Ökonomen kritisieren Reform-Eckpunkte

BERLIN (ks). Führende Gesundheitsökonomen haben die Eckpunkte zur Gesundheitsreform scharf kritisiert: Sie seien in keiner Weise geeignet, zukunftsweisende Antworten auf die Herausforderungen im Gesundheitswesen zu geben, heißt es in einer gemeinsamen Stellungnahme von 18 Wissenschaftlern. Anders als im Koalitionsvertrag von Union und SPD angekündigt, würden die Beiträge und Arbeitskosten kurzfristig wieder steigen. Von einer nachhaltigen Stabilisierung der Finanzgrundlagen könne "keine Rede sein". Auch die Spielräume für einen qualitäts- und effizienzsteigernden Wettbewerb würden eher kleiner statt größer.

Der Aufruf aus der Wissenschaft wurde von den Mitgliedern des Ausschusses für Gesundheitsökonomie beim "Verein für Socialpolitik" verfasst. Unterzeichner sind unter anderem die Wirtschaftsprofessoren Friedrich Breyer (Konstanz), Jürgen Wasem (Essen) und Gert Wagner (Berlin) sowie der Geschäftsführer des Wissenschaftlichen Instituts der Ortskrankenkassen Klaus Jacobs.
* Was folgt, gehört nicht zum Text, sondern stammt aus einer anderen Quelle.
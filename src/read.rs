//! Page-by-page read path.
//!
//! Source resolution per touched page, strictly in this order: the live
//! revision index (if open for write), then the committed archival index,
//! then the canonical file (zero-filled past `origin_eof`).

use crate::archival_index::ArchivalIndex;
use crate::backend::RawBackend;
use crate::error::Result;
use crate::revision_index::RevisionIndex;

/// One page-sized source to satisfy a read, computed by [`plan_pages`].
/// Shared with the write path, which touches the same page slices.
pub(crate) struct PageRead {
    pub(crate) page_start: u64,
    pub(crate) head_gap: u64,
    pub(crate) chunk: u64,
}

pub(crate) fn plan_pages(offset: u64, len: u64, page_size: u64) -> Vec<PageRead> {
    if len == 0 {
        return Vec::new();
    }
    let first_page = offset / page_size;
    let last_byte = offset + len - 1;
    let last_page = last_byte / page_size;
    let n_pages = (last_page - first_page + 1) as usize;

    let mut plans = Vec::with_capacity(n_pages);
    let mut remaining = len;
    for i in 0..n_pages {
        let page = first_page + i as u64;
        let page_start = page * page_size;
        let head_gap = if i == 0 { offset - page_start } else { 0 };
        let available_in_page = page_size - head_gap;
        let chunk = remaining.min(available_in_page);
        plans.push(PageRead { page_start, head_gap, chunk });
        remaining -= chunk;
    }
    debug_assert_eq!(remaining, 0);
    plans
}

/// Reads `len` bytes starting at logical `offset`, consulting (in order) the
/// live revision index, the committed archival index, and the canonical
/// file. Bytes beyond `origin_eof` and not covered by either index are
/// zero-filled.
///
/// # Errors
/// Returns an error if any backing read fails.
#[allow(clippy::too_many_arguments)]
pub fn read_range(
    canonical: &mut dyn RawBackend,
    onion: &mut dyn RawBackend,
    revision_index: Option<&RevisionIndex>,
    archival_index: &ArchivalIndex,
    page_size: u64,
    origin_eof: u64,
    offset: u64,
    len: u64,
) -> Result<Vec<u8>> {
    if len == 0 {
        return Ok(Vec::new());
    }
    let mut out = Vec::with_capacity(len as usize);
    for plan in plan_pages(offset, len, page_size) {
        let page_addr = plan.page_start;
        let chunk = plan.chunk as usize;

        if let Some(entry) = revision_index.and_then(|idx| idx.find(page_addr)) {
            let bytes = onion.read(entry.phys_addr + plan.head_gap, chunk)?;
            out.extend_from_slice(&bytes);
            continue;
        }
        if let Some(entry) = archival_index.find(page_addr) {
            let bytes = onion.read(entry.phys_addr + plan.head_gap, chunk)?;
            out.extend_from_slice(&bytes);
            continue;
        }

        let start = page_addr + plan.head_gap;
        let available = origin_eof.saturating_sub(start).min(plan.chunk) as usize;
        if available > 0 {
            let bytes = canonical.read(start, available)?;
            out.extend_from_slice(&bytes);
        }
        out.resize(out.len() + (chunk - available), 0);
    }
    Ok(out)
}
In ihrer Stellungnahme vom 12. Juli appellierten sie an die Politik, die Eckpunkte "auf keinen Fall so" zu beschließen. "Diese "Reform" kann keine Probleme lösen, sondern wird sie weiter verschärfen", warnten die Ökonomen. Doch sie wurden nicht gehört - einen Tag später passierten die Eckpunkte das Bundeskabinett.

Wunschdenken bemängelt

Konkret bemängeln die Ökonomen, dass sich durch den Gesundheitsfonds "praktisch nichts" an den derzeitigen Finanzierungsgrundlagen ändere. Nach wie vor sollen mindestens 95 Prozent der Gesundheitsausgaben durch die einheitlichen Beiträge der Arbeitgeber und Arbeitnehmer getragen werden. Geschaffen werde lediglich einen neue zentrale Beitragseinzugbürokratie. Besonders kritisch sehen es die Wissenschaftler, dass die Wachstumsschwäche der beitragspflichtigen Einnahmen - zentraler Grund für die Beitragssatzsteigerungen der Vergangenheit - unverändert bestehen bleibt. Gegen künftige Beitragserhöhungen aufgrund des medizinisch-technischen Fortschritts und der demographischen Entwicklung habe man keine Vorkehrungen getroffen - staatlich verfügte Erhöhungen seien somit "vorprogrammiert".

Kritisiert wird zudem der geplante Zuschlag, den die Kassen von ihren Versicherten erheben können, wenn ihnen die Zuweisung aus dem Fonds nicht reicht. Dies führe zu mehr Bürokratie und verhindere, dass sich Kassen im Wettbewerb um die Verbesserung von Qualität und Wirtschaftlichkeit bemühten. Die angedachten Strukturreformen gehen den Wissenschaftlern ebenfalls nicht weit genug. Abermals werde es unterlassen, "die Vertragsbeziehungen zwischen Krankenkassen und Leistungserbringern in allen Versorgungssektoren konsequent wettbewerblich zu öffnen und durchgängig tragfähige Optionen für Selektivverträge zu schaffen".

"Wertlose Kompromisse"

Die Wirtschaftsexperten räumen zwar ein, dass die Politik - im Gegensatz zur Wissenschaft - Kompromisse schließen müsse. Treten dabei jedoch die zentralen Reformziele in den Hintergrund, seien diese Kompromisse nichts wert: "Es geht nicht um den Nachweis politischer Kompromissfähigkeit, sondern um die Lösung von drängenden Problemen im Interesse eines funktionsfähigen Gesundheitssystems", mahnen die Ökonomen.